# Exploring Chemical Space with SMACT and Materials Project Database

In this notebook, we undertake a comprehensive exploration of binary chemical compositions. This approach can also be extended to explore ternary and quaternary compositions. Our methodology involves two primary tools: the SMACT filter for generating compositions and the Materials Project database for additional data acquisition. 

The final phase will categorize the compositions into four distinct categories based on their properties. The categorization is based on whether a composition is allowed by the SMACT filter (smact_allowed) and whether it is present in the Materials Project database (mp). The categories are as follows:

| smact_allowed | mp   | label      |
|---------------|------|------------|
| yes           | yes  | standard   |
| yes           | no   | missing    |
| no            | yes  | interesting|
| no            | no   | unlikely   |

## 1. Generate compositions with the SMACT filter

We begin by generating binary compositions using the SMACT filter. The SMACT filter serves as a chemical filter including oxidation states and electronegativity test.

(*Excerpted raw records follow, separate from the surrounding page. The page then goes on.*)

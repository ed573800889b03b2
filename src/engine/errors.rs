// ============================================================================
// Engine Errors
// ============================================================================

use crate::domain::{BookError, CurrencyPair, OrderError, OrderId};
use crate::interfaces::PublishError;
use crate::numeric::{NumericError, Price};
use crate::pipeline::ValidationError;
use thiserror::Error;

/// Failures raised while an engine processes a command.
///
/// Everything except `Rejected` and `Halted` is an invariant violation: the
/// engine halts and refuses further commands.
#[derive(Debug, Clone, PartialEq, Error)]
pub enum MatchingError {
    #[error("order rejected: {0}")]
    Rejected(#[from] ValidationError),

    #[error("matching engine for {0} is halted")]
    Halted(CurrencyPair),

    #[error("duplicate order id {0}")]
    DuplicateOrderId(OrderId),

    #[error("book crossed after matching: bid {bid} >= ask {ask}")]
    CrossedBook { bid: Price, ask: Price },

    #[error("resting order {0} has no open quantity")]
    EmptyRestingOrder(OrderId),

    #[error("book invariant violated: {0}")]
    Book(#[from] BookError),

    #[error("order invariant violated: {0}")]
    Order(#[from] OrderError),

    #[error("volume invariant violated: {0}")]
    Numeric(#[from] NumericError),
}

impl MatchingError {
    pub fn is_invariant_violation(&self) -> bool {
        !matches!(self, MatchingError::Rejected(_) | MatchingError::Halted(_))
    }
}

#[derive(Debug, Clone, PartialEq, Error)]
pub enum ExchangeError {
    #[error("unsupported currency pair {0}")]
    UnsupportedCurrencyPair(CurrencyPair),

    #[error("matching engine for {0} is halted")]
    EngineHalted(CurrencyPair),

    #[error("order rejected: {0}")]
    Rejected(ValidationError),

    /// The command was applied but its events missed a consumer; the
    /// exchange refuses further commands until a new event handler is set.
    #[error("exchange halted: {0}")]
    EventsUndelivered(PublishError),

    #[error("{currency_pair}: {source}")]
    Matching {
        currency_pair: CurrencyPair,
        #[source]
        source: MatchingError,
    },
}

impl ExchangeError {
    pub(crate) fn from_matching(currency_pair: &CurrencyPair, error: MatchingError) -> Self {
        match error {
            MatchingError::Rejected(reason) => ExchangeError::Rejected(reason),
            MatchingError::Halted(pair) => ExchangeError::EngineHalted(pair),
            source => ExchangeError::Matching {
                currency_pair: currency_pair.clone(),
                source,
            },
        }
    }
}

[`generate_composition_with_smact`](./generate_composition_with_smact.py) function generates a composition with the SMACT filter. The function takes in the following parameters:

num_elements: number of elements in the composition

max_stoich: maximum stoichiometry of each element

max_atomic_num: maximum atomic number of each element

num_processes: number of processes to run in parallel

save_path: path to save the dataframe containing the compositions with the SMACT filter

In [None]:
from generate_composition_with_smact import generate_composition_with_smact

In [None]:
df_smact = generate_composition_with_smact(
    num_elements=2,
    max_stoich=8,
    max_atomic_num=103,
    num_processes=8,
    save_path="data/binary/df_binary_label.pkl",
)

# 2. Download data from the Materials Project database

Next, we download data from the Materials Project database using the `MPRester` class from the [`pymatgen`](https://pymatgen.org/) library. 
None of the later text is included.